Ossaroo first commanded four large posts to be brought, and set in the ground in a quadrangle of about eight feet in length and width. These posts when sunk firmly in their place stood full eight feet in height, and each had a fork at the top. On these forks four strong beams were placed horizontally, and then firmly lashed with rawhide thongs. Deep trenches were next dug from post to post, and in these were planted rows of strong bamboos four inches apart from each other – the bamboos themselves being about four inches in thickness. The earth was then filled in, and trodden firmly, so as to render the uprights immovable. A tier of similar bamboos was next laid horizontally upon the top, the ends of which, interlocking with those that stood upright, held the latter in their places. Both were securely lashed to the frame timbers – that had been notched for the purpose – and to one another, and then the structure was complete. It resembled an immense cage with smooth yellow rods, each four inches in diameter. The door alone was wanting, but it was not desirable to have a door. Although it was intended for a “trap cage,” the “bird” for which it had been constructed was not to be admitted to the inside.

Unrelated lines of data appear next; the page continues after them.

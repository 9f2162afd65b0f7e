//! Core data types shared by the density builder and the mesher.

use glam::Vec3;

/// Axis-aligned bounding box in world space.
///
/// Chunks are cubic, but the box keeps full min/max corners so callers can
/// intersect it against arbitrary regions.
#[derive(Clone, Copy, Debug, PartialEq)]
pub struct Aabb3 {
  /// Minimum corner (inclusive).
  pub min: Vec3,
  /// Maximum corner (inclusive).
  pub max: Vec3,
}

impl Aabb3 {
  /// Create a new AABB from min and max corners.
  pub fn new(min: Vec3, max: Vec3) -> Self {
    debug_assert!(
      min.x <= max.x && min.y <= max.y && min.z <= max.z,
      "AABB min must be <= max on all axes"
    );
    Self { min, max }
  }

  /// Create an AABB from center and half-extent (cubic).
  pub fn from_center_half_extent(center: Vec3, half_extent: f32) -> Self {
    Self {
      min: center - Vec3::splat(half_extent),
      max: center + Vec3::splat(half_extent),
    }
  }

  /// Size of the box (max - min).
  #[inline]
  pub fn size(&self) -> Vec3 {
    self.max - self.min
  }

  /// Center of the box.
  #[inline]
  pub fn center(&self) -> Vec3 {
    (self.min + self.max) * 0.5
  }

  /// Check if this AABB contains a point (boundary inclusive).
  #[inline]
  pub fn contains_point(&self, point: Vec3) -> bool {
    point.x >= self.min.x
      && point.x <= self.max.x
      && point.y >= self.min.y
      && point.y <= self.max.y
      && point.z >= self.min.z
      && point.z <= self.max.z
  }
}

/// Padded density field sampled over a chunk.
///
/// Samples form an `S×S×S` lattice with `S = resolution + 2 * padding`.
/// The padding ring is sampled so that adjacent chunks evaluate the same
/// world positions along their shared boundary; it never anchors output
/// geometry. The grid is produced once, consumed by the mesher, then
/// dropped.
#[derive(Clone, Debug)]
pub struct DensityGrid {
  /// Flat sample array, indexed x-major / z-innermost.
  pub values: Vec<f32>,
  /// Unit cubes per axis in the unpadded chunk interior.
  pub resolution: u32,
  /// Padding ring width in voxels on every side.
  pub padding: u32,
  /// World-space distance between adjacent samples.
  pub voxel_size: f32,
  /// World position of sample (0, 0, 0), i.e. the padded minimum corner.
  pub origin: Vec3,
}

impl DensityGrid {
  /// Samples per axis including padding.
  #[inline]
  pub fn sample_size(&self) -> usize {
    (self.resolution + 2 * self.padding) as usize
  }

  /// Flatten lattice coordinates into the sample array.
  #[inline]
  pub fn index(&self, x: usize, y: usize, z: usize) -> usize {
    let s = self.sample_size();
    (x * s + y) * s + z
  }

  /// Sample at padded lattice coordinates.
  #[inline]
  pub fn get(&self, x: usize, y: usize, z: usize) -> f32 {
    self.values[self.index(x, y, z)]
  }

  /// Sample with coordinates clamped to the grid.
  ///
  /// Used by gradient stencils at the grid border.
  #[inline]
  pub fn get_clamped(&self, x: i32, y: i32, z: i32) -> f32 {
    let max = self.sample_size() as i32 - 1;
    self.get(
      x.clamp(0, max) as usize,
      y.clamp(0, max) as usize,
      z.clamp(0, max) as usize,
    )
  }

  /// World position of a padded lattice point.
  #[inline]
  pub fn world_pos(&self, x: usize, y: usize, z: usize) -> Vec3 {
    self.origin + Vec3::new(x as f32, y as f32, z as f32) * self.voxel_size
  }
}

/// Triangle mesh produced by the Surface Nets mesher.
///
/// `vertices` and `normals` are parallel arrays; `triangles` index into
/// both with consistent winding. Produced fresh per invocation, never
/// mutated incrementally.
#[derive(Clone, Debug, Default, PartialEq)]
pub struct SurfaceNetsMesh {
  /// Vertex positions in world space.
  pub vertices: Vec<Vec3>,
  /// Triangle vertex indices, three per face.
  pub triangles: Vec<[u32; 3]>,
  /// Per-vertex unit normals, parallel to `vertices`.
  pub normals: Vec<Vec3>,
}

impl SurfaceNetsMesh {
  pub fn new() -> Self {
    Self::default()
  }

  /// Returns true if no geometry was generated.
  pub fn is_empty(&self) -> bool {
    self.vertices.is_empty()
  }

  /// Number of triangles in the mesh.
  pub fn triangle_count(&self) -> usize {
    self.triangles.len()
  }
}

Ossaroo now called upon the villagers to provide him with a goat that had lately had kids, and whose young were still living. This was easily procured. Still another article he required, but both it and the goat had been “bespoke” at an earlier hour of the day, and were waiting his orders. This last was the skin of a buffalo, such a one as we have already seen used by these people in crossing their rivers.
When all these things had been got ready it was near night, and no time was lost in waiting. With the help of the villagers Ossaroo was speedily arrayed in the skin of the buffalo, his arms and limbs taking the place of the animal’s legs, with the head and horns drawn over him like a hood, so that his eyes were opposite the holes in the skin.
Thus metamorphosed, Ossaroo entered the bamboo cage, taking the goat along with him. The stake, that had been kept out for the purpose of admitting them within the enclosure, was now set into its place as firmly as the others; and this done, the villagers, with Karl and Caspar, retired to their houses, and left the shikarree and his goat to themselves.
A stranger passing the spot would have had no other thoughts than that the cage-like enclosure contained a buffalo and a goat. On closer examination it might have been perceived that this buffalo held, grasped firmly in its fore-hoofs, a strong bamboo spear; and that was all that appeared odd about it – for it was lying down like any other buffalo, with the goat standing beside it.
The sun had set, and night was now on. The villagers had put out their lights, and, shut up within their houses, were waiting in breathless expectation. Ossaroo, on his part, was equally anxious – not from the fear of any danger, for he had secured himself against that. He was only anxious for the approach of the man-eater, in order that he might have the opportunity to exhibit the triumph of his hunter-skill.